И это было бы сильным преуменьшением. Все остальные в классе относились к стихотворению как к обязаловке, стремясь поскорее отбарабанить его. В устах же Элеаноры стихотворение оживало. Она словно пропускала его через себя. Читая, она притягивала к себе взгляд (гораздо сильнее, чем притягивала взгляд Парка обычно). Когда Элеанора закончила, многие зааплодировали, а мистер Стезман обнял ее. Что было совершеннейшим нарушением всех правил поведения.

«Эй, ты отлично выступила на английском» – вот что собирался сказать Парк.

Или, может, так: «Я в твоем классе по английскому. Ты круто прочитала стихотворение».

Или: «Ты же в классе мистера Стезмана, да? Я так и думал».

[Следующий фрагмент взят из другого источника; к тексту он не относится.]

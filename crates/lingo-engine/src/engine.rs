use lingo_core::{
    CallContext, CoordError, CoordinationOutcome, CoordinationResult, EngineConfig,
    ExecutionPlan, ExecutionStep, ExecutionType, Intent, Phase, ProcessingStats, ProgressSink,
    ProviderRegistry, Request, StepResult,
};
use lingo_exec::{execute_step, resolve_input, single_step, CapabilityDispatcher, Payload, PlanExecutor};
use lingo_in::{normalize, validate_request, CompiledGrammar, IntentClassifier};
use lingo_out::{load_formatter, ResultFormatter};
use lingo_plan::{needs_planning, PlanDecision, PlanSynthesizer};
use std::sync::Arc;
use tracing::{debug, info, info_span, Instrument};

/// Classifier, synthesizer, executor and formatter wired to one provider
/// registry. Holds no per-call state; share it behind an `Arc`.
pub struct CoordinationEngine {
    config: EngineConfig,
    classifier: IntentClassifier,
    synthesizer: PlanSynthesizer,
    dispatcher: Arc<CapabilityDispatcher>,
    executor: PlanExecutor,
    formatter: ResultFormatter,
}

impl CoordinationEngine {
    /// Build an engine. Fails only on invalid configuration, grammar, or
    /// templates.
    pub fn new(registry: ProviderRegistry, config: EngineConfig) -> Result<Self, CoordError> {
        config.validate()?;

        let grammar = match &config.grammar_path {
            Some(path) => CompiledGrammar::load(path)?,
            None => CompiledGrammar::builtin(),
        };
        let formatter = load_formatter(config.templates_path.as_deref())?;

        let text = registry.text_generator().cloned();
        let classifier = IntentClassifier::new(text.clone(), Arc::new(grammar), &config);
        let synthesizer = PlanSynthesizer::new(text, &config);
        let dispatcher = Arc::new(CapabilityDispatcher::new(
            registry,
            config.default_language.clone(),
        ));
        let executor = PlanExecutor::new(Arc::clone(&dispatcher));

        debug!(?config, registry = ?dispatcher.registry(), "coordination engine ready");

        Ok(Self {
            config,
            classifier,
            synthesizer,
            dispatcher,
            executor,
            formatter,
        })
    }

    pub fn config(&self) -> &EngineConfig {
        &self.config
    }

    pub fn registry(&self) -> &ProviderRegistry {
        self.dispatcher.registry()
    }

    /// Classify, plan if needed, execute and format.
    pub async fn coordinate(&self, request: &Request) -> Result<CoordinationOutcome, CoordError> {
        self.run(request, CallContext::new()).await
    }

    /// Same as `coordinate`, reporting each phase on `progress`.
    pub async fn coordinate_with_progress(
        &self,
        request: &Request,
        progress: ProgressSink,
    ) -> Result<CoordinationOutcome, CoordError> {
        self.run(request, CallContext::new().with_progress(progress))
            .await
    }

    pub async fn classify_intent(&self, request: &Request) -> Intent {
        self.classifier.classify(request).await
    }

    pub async fn synthesize_plan(&self, request: &Request) -> Option<ExecutionPlan> {
        self.synthesizer.synthesize_plan(request).await
    }

    /// Full planning decision, including which tier produced it
    pub async fn plan(&self, request: &Request) -> PlanDecision {
        self.synthesizer.synthesize(request).await
    }

    pub async fn execute_step(
        &self,
        step: &ExecutionStep,
        input: Payload<'_>,
        request: &Request,
        ctx: &CallContext,
    ) -> StepResult {
        execute_step(&self.dispatcher, step, input, request, ctx).await
    }

    pub fn format(&self, result: &CoordinationResult) -> String {
        self.formatter.format(result)
    }

    async fn run(
        &self,
        request: &Request,
        ctx: CallContext,
    ) -> Result<CoordinationOutcome, CoordError> {
        let span = info_span!("coordinate", trace_id = %ctx.trace_id);
        async move {
            ctx.emit(Phase::Received);
            validate_request(&request.text)?;

            ctx.emit(Phase::Classifying);
            let mut intent = self.classifier.classify(request).await;

            let mut result = match self.plan_for(request, &intent, &ctx).await {
                Some(plan) => {
                    intent.is_multi_step = true;
                    self.executor.execute(&plan, request, &intent, &ctx).await
                }
                None => self.run_single(request, &intent, &ctx).await,
            };

            if !result.success {
                // every tier failed: answer with an explanation instead
                result.success = true;
                result.degraded = true;
            }
            result.elapsed_ms = ctx.elapsed_ms();

            let answer = self.formatter.format(&result);
            ctx.emit(Phase::Done {
                degraded: result.degraded,
            });
            info!(
                primary = %result.intent.primary,
                ai_powered = result.intent.ai_powered,
                execution_type = result.execution_type.as_str(),
                succeeded = result.processing_stats.succeeded,
                degraded = result.degraded,
                elapsed_ms = result.elapsed_ms,
                "coordination finished"
            );

            Ok::<_, CoordError>(CoordinationOutcome { result, answer })
        }
        .instrument(span)
        .await
    }

    async fn plan_for(
        &self,
        request: &Request,
        intent: &Intent,
        ctx: &CallContext,
    ) -> Option<ExecutionPlan> {
        if !needs_planning(intent, &normalize(&request.text)) {
            return None;
        }

        ctx.emit(Phase::Planning);
        let decision = self.synthesizer.synthesize(request).await;
        debug!(source = ?decision.source, multi = decision.is_multi_step, "plan decision");
        decision.plan.filter(|_| decision.is_multi_step)
    }

    async fn run_single(
        &self,
        request: &Request,
        intent: &Intent,
        ctx: &CallContext,
    ) -> CoordinationResult {
        let step = single_step(intent, request);
        ctx.emit(Phase::Dispatching {
            agent: step.agent(),
        });

        let input = resolve_input(&step.input, request, None);
        let results = vec![execute_step(&self.dispatcher, &step, input, request, ctx).await];
        let stats = ProcessingStats::from_results(&results);

        CoordinationResult {
            trace_id: ctx.trace_id.clone(),
            intent: intent.clone(),
            plan: None,
            success: stats.succeeded > 0,
            degraded: false,
            execution_type: ExecutionType::Single,
            processing_stats: stats,
            results,
            started_at: ctx.started_at,
            elapsed_ms: ctx.elapsed_ms(),
        }
    }
}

Парк купил комиксы в среду вечером после тхэквондо, но ждал утра четверга, чтобы почитать их.

ЭЛЕАНОРА

Дурацкий азиат отлично знал, что она заглядывает в его комиксы. Иногда даже посматривал на Элеанору, прежде чем перевернуть страницу. Как мило.

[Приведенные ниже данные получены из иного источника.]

//! Deterministic category scoring.
//!
//! Each keyword hit adds 1, each pattern hit adds 2. The highest score wins;
//! ties go to the category declared first. With nothing matched the request
//! is treated as research.

use lingo_core::Category;

use crate::grammar::CompiledGrammar;

const KEYWORD_WEIGHT: u32 = 1;
const PATTERN_WEIGHT: u32 = 2;

/// Confidence reported when nothing matched
pub const NO_MATCH_CONFIDENCE: f64 = 0.5;

#[derive(Debug, Clone, PartialEq)]
pub struct CategoryScore {
    pub category: Category,
    pub score: u32,
    pub keyword_hits: Vec<String>,
    pub pattern_hits: usize,
}

/// Result of the fallback matcher
#[derive(Debug, Clone, PartialEq)]
pub struct PatternMatch {
    pub primary: Category,
    /// Nonzero-scoring categories other than primary, best first
    pub secondary: Vec<Category>,
    pub confidence: f64,
    pub reasoning: String,
    pub scores: Vec<CategoryScore>,
}

/// Score every category against normalized text, in `Category::ALL` order
pub fn score_text(text: &str, grammar: &CompiledGrammar) -> Vec<CategoryScore> {
    Category::ALL
        .iter()
        .map(|&category| {
            let Some(rule) = grammar.rule(category) else {
                return CategoryScore {
                    category,
                    score: 0,
                    keyword_hits: Vec::new(),
                    pattern_hits: 0,
                };
            };

            let keyword_hits: Vec<String> = rule
                .keywords
                .iter()
                .filter(|k| k.regex.is_match(text))
                .map(|k| k.original.clone())
                .collect();
            let pattern_hits = rule.patterns.iter().filter(|p| p.regex.is_match(text)).count();

            CategoryScore {
                category,
                score: keyword_hits.len() as u32 * KEYWORD_WEIGHT
                    + pattern_hits as u32 * PATTERN_WEIGHT,
                keyword_hits,
                pattern_hits,
            }
        })
        .collect()
}

/// Classify normalized text with the grammar alone
pub fn match_text(text: &str, grammar: &CompiledGrammar) -> PatternMatch {
    let scores = score_text(text, grammar);

    let best = scores
        .iter()
        .fold(None::<&CategoryScore>, |best, s| match best {
            Some(b) if b.score >= s.score => Some(b),
            _ => Some(s),
        });

    let max_score = best.map(|b| b.score).unwrap_or(0);
    if max_score == 0 {
        return PatternMatch {
            primary: Category::Research,
            secondary: Vec::new(),
            confidence: NO_MATCH_CONFIDENCE,
            reasoning: "No clear match; defaulting to research".to_string(),
            scores,
        };
    }

    let primary = best.map(|b| b.category).unwrap_or(Category::Research);

    let mut ranked: Vec<&CategoryScore> = scores
        .iter()
        .filter(|s| s.score > 0 && s.category != primary)
        .collect();
    // stable sort keeps declaration order among equal scores
    ranked.sort_by(|a, b| b.score.cmp(&a.score));
    let secondary: Vec<Category> = ranked.iter().map(|s| s.category).collect();

    let confidence = (max_score as f64 / 3.0).min(1.0);
    let reasoning = format!(
        "Pattern match: {}",
        std::iter::once(best)
            .flatten()
            .chain(ranked.iter().copied())
            .map(|s| format!("{} (score {})", s.category, s.score))
            .collect::<Vec<_>>()
            .join(", ")
    );

    PatternMatch {
        primary,
        secondary,
        confidence,
        reasoning,
        scores,
    }
}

Он определенно не был одним из автобусных демонов. Не разговаривал ни с кем в автобусе (уж точно – не с ней). И все же он каким-то образом оставался среди них своим: когда Элеанора садилась рядом, все дьяволята оставляли ее в покое. Даже Тина. И потому Элеаноре хотелось сидеть рядом с ним весь день напролет.

Этим утром, когда Элеанора вошла в автобус, ей почудилось, будто он ждет ее. Он держал комикс под названием «Хранители». Комикс выглядел так убого, что Элеанора решила не подглядывать. Вернее сказать, не подчитывать. В общем, не суть.

Ей больше нравилось, когда он читал «Людей Икс», хотя она не всегда понимала, о чем там идет речь. «Люди Икс» были хуже, чем «Главный госпиталь». Элеаноре потребовалось несколько недель, чтобы понять, что Скотт Саммерс и Циклоп – это один и тот же парень, и она не врубалась в сюжет с Фениксом… Но в автобусе делать особо нечего, так что она пробежала взглядом непрезентабельные картинки… И стала читать. А потом они приехали в школу, и это был полный отстой, поскольку оставалась еще половина комикса. Элеанора бесилась, понимая, что он дочитает комикс в школе, а на обратном пути займется какой-нибудь ерундой.